Like just about every other company needing to shore up its bottom line in the face of significant change, Garmin needed a platform that was 1) powerful enough to scale with current and future needs, 2) easy to manage to help hold the line on costs, and 3) efficient and designed to integrate with other systems.
Efficiency and Integration at Work
Weathering disruption is a challenge for any company. But it’s especially difficult for an enterprise that’s light on efficient processes, and whose business units are not well integrated.
When we filmed a video with Garmin a few years ago, the company had been storing information on five different database servers. Outages were frequent, and the company was unable to keep up with the demand on its web properties.
Garmin consolidated several production databases onto a single half-rack of an Exadata Database Machine.
With Exadata, the company was able to better integrate data from different departments, including finance, warehousing and manufacturing. Supply chain planning was improved dramatically — Garmin reported up to 50% performance improvements in critical processes — as the Exadata system enabled more timely procurement of raw materials and more reliable manufacturing cycles. Last year, Garmin debuted 125 new products, including data-dependent wearable devices. Overall, it shipped 16.2 million units.
Scalability to Navigate the Data Deluge
Shifting to a data-based services organization requires elastic scalability that can still perform flawlessly. In Garmin’s case, what really tested — and keeps proving — the scalability and performance of the Exadata database is Garmin Connect. In March 2013, Garmin was already seeing the benefits of Exadata’s ability to scale with demand. With a capacity of 50 terabytes of data and 6 terabytes of spatial data, the new system had scaled to manage data on 3 billion miles logged in Garmin Connect. More important, the system administrators were confident they had the technology in place to manage the company’s fast growth.

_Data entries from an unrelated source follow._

//! Historical replay of the strategy detectors.
//!
//! One trade slot per instrument. The engine walks the replay window bar by
//! bar: while a trade is open it only checks exits, while idle it asks the
//! selected detectors for a trigger on the history up to the current bar.

use crate::domain::config_validation::validate_backtest_config;
use crate::domain::error::{Result, SetupscanError};
use crate::domain::execution::{apply_slippage_entry, apply_slippage_exit, check_exit};
use crate::domain::indicator::EnrichedBar;
use crate::domain::metrics::BacktestReport;
use crate::domain::position::{ExitReason, OpenTrade, SimulatedTrade};
use crate::domain::strategy::{StrategyConfig, StrategyKind, SuggestedLevels};
use std::fmt;
use std::str::FromStr;

/// Calendar-day replay windows.
#[derive(Debug, Clone, Copy, PartialEq, Eq)]
#[cfg_attr(feature = "serde", derive(serde::Serialize))]
pub enum BacktestWindow {
    ThreeMonths,
    SixMonths,
    OneYear,
    TwoYears,
}

impl BacktestWindow {
    pub fn days(self) -> u32 {
        match self {
            BacktestWindow::ThreeMonths => 90,
            BacktestWindow::SixMonths => 180,
            BacktestWindow::OneYear => 365,
            BacktestWindow::TwoYears => 730,
        }
    }

    pub fn from_days(days: i64) -> Result<Self> {
        match days {
            90 => Ok(BacktestWindow::ThreeMonths),
            180 => Ok(BacktestWindow::SixMonths),
            365 => Ok(BacktestWindow::OneYear),
            730 => Ok(BacktestWindow::TwoYears),
            other => Err(SetupscanError::invalid(
                "window_days",
                format!("{} is not one of 90, 180, 365, 730", other),
            )),
        }
    }
}

/// Which detectors may open trades.
#[derive(Debug, Clone, Copy, PartialEq, Eq)]
#[cfg_attr(feature = "serde", derive(serde::Serialize))]
pub enum StrategySelector {
    All,
    Only(StrategyKind),
}

impl FromStr for StrategySelector {
    type Err = SetupscanError;

    fn from_str(s: &str) -> Result<Self> {
        if s.trim().eq_ignore_ascii_case("all") {
            return Ok(StrategySelector::All);
        }
        s.parse::<StrategyKind>().map(StrategySelector::Only)
    }
}

impl fmt::Display for StrategySelector {
    fn fmt(&self, f: &mut fmt::Formatter<'_>) -> fmt::Result {
        match self {
            StrategySelector::All => f.write_str("all"),
            StrategySelector::Only(kind) => write!(f, "{}", kind),
        }
    }
}

#[derive(Debug, Clone, PartialEq)]
pub struct BacktestConfig {
    pub strategy: StrategySelector,
    pub window: BacktestWindow,
    /// Calendar days before a trade is closed at the bar's close.
    pub max_holding_days: u32,
    /// Percent, applied against the trade on entry and on exit.
    pub slippage_pct: f64,
}

impl Default for BacktestConfig {
    fn default() -> Self {
        BacktestConfig {
            strategy: StrategySelector::All,
            window: BacktestWindow::OneYear,
            max_holding_days: 30,
            slippage_pct: 0.1,
        }
    }
}

impl BacktestConfig {
    pub fn validate(&self) -> Result<()> {
        validate_backtest_config(self)
    }
}

/// Replay `enriched` over the configured window and aggregate the trades.
///
/// The window covers bars dated on or after `last_date - window days`.
/// Detectors see the full enriched history up to the current bar, so the
/// indicator warmup may lie before the window. A trade still open after the
/// last bar is closed there as a timeout.
pub fn run_backtest(
    enriched: &[EnrichedBar],
    config: &BacktestConfig,
    strategies: &StrategyConfig,
) -> Result<BacktestReport> {
    config.validate()?;
    let Some(last) = enriched.last() else {
        return Err(SetupscanError::InsufficientData {
            bars: 0,
            minimum: 1,
        });
    };

    let cutoff = last.bar.date - chrono::Duration::days(i64::from(config.window.days()));
    let first = enriched.partition_point(|e| e.bar.date < cutoff);
    let window_start = enriched[first].bar.date;

    let mut trades: Vec<SimulatedTrade> = Vec::new();
    let mut open: Option<OpenTrade> = None;

    for t in first..enriched.len() {
        let bar = &enriched[t].bar;

        if let Some(mut trade) = open.take() {
            trade.track_excursion(bar.low, bar.high);
            match check_exit(&trade, bar, config.max_holding_days, config.slippage_pct) {
                Some(fill) => {
                    let closed = trade.close(bar.date, fill.price, fill.reason);
                    tracing::debug!(
                        strategy = closed.strategy.name(),
                        exit_date = %closed.exit_date,
                        reason = %closed.exit_reason,
                        return_pct = closed.return_pct,
                        "trade closed"
                    );
                    trades.push(closed);
                }
                None => {
                    open = Some(trade);
                    continue;
                }
            }
        }

        // The slot freed by an exit on this bar may take this bar's signal.

        if let Some((kind, levels)) = select_signal(&enriched[..=t], config.strategy, strategies) {
            let entry_price = apply_slippage_entry(bar.close, config.slippage_pct);
            tracing::debug!(
                strategy = kind.name(),
                entry_date = %bar.date,
                entry_price,
                "trade opened"
            );
            open = Some(OpenTrade::new(kind, bar.date, entry_price, &levels));
        }
    }

    if let Some(trade) = open {
        let exit_price = apply_slippage_exit(last.bar.close, config.slippage_pct);
        trades.push(trade.close(last.bar.date, exit_price, ExitReason::Timeout));
    }

    let report = BacktestReport::compute(trades, window_start);
    tracing::info!(
        strategy = %config.strategy,
        window_days = config.window.days(),
        trades = report.total_trades(),
        win_rate = report.win_rate,
        total_return = report.total_return,
        "backtest complete"
    );
    Ok(report)
}

/// The triggered detector that opens a trade on the last bar of `history`:
/// highest score wins, ties by scorer priority.
fn select_signal(
    history: &[EnrichedBar],
    selector: StrategySelector,
    strategies: &StrategyConfig,
) -> Option<(StrategyKind, SuggestedLevels)> {
    let kinds: &[StrategyKind] = match selector {
        StrategySelector::All => &StrategyKind::ALL,
        StrategySelector::Only(ref kind) => std::slice::from_ref(kind),
    };

    kinds
        .iter()
        .map(|kind| kind.evaluate(history, strategies))
        .filter(|r| r.triggered)
        .filter_map(|r| r.levels.map(|levels| (r.strategy, r.score, levels)))
        .min_by_key(|(kind, score, _)| (std::cmp::Reverse(*score), kind.priority()))
        .map(|(kind, _, levels)| (kind, levels))
}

They did, and Garmin’s Exadata platform continued scaling to support a much heavier load. By January 2015, Garmin reported that more than 4 million users had doubled the number of activity miles logged — now more than 6 billion. By the end of the year, Garmin Connect, with almost another 5 million new accounts, tracked 2.56 trillion steps, 2.5 billion miles cycled, 836 million miles run, and 19 billion meters swum.
Disrupting the Effects of Disruption
Market disruption like that experienced by Garmin will continue in many segments. Fintechs are shaking up the financial services industry. E-commerce is going to keep rattling traditional retail markets.
The shift to a sharing economy is transforming hospitality and other industries. Who knows what other sectors will need to change course in response to disruptive forces? Make sure your organization is sufficiently nimble to react quickly — and maybe do some disrupting of its own.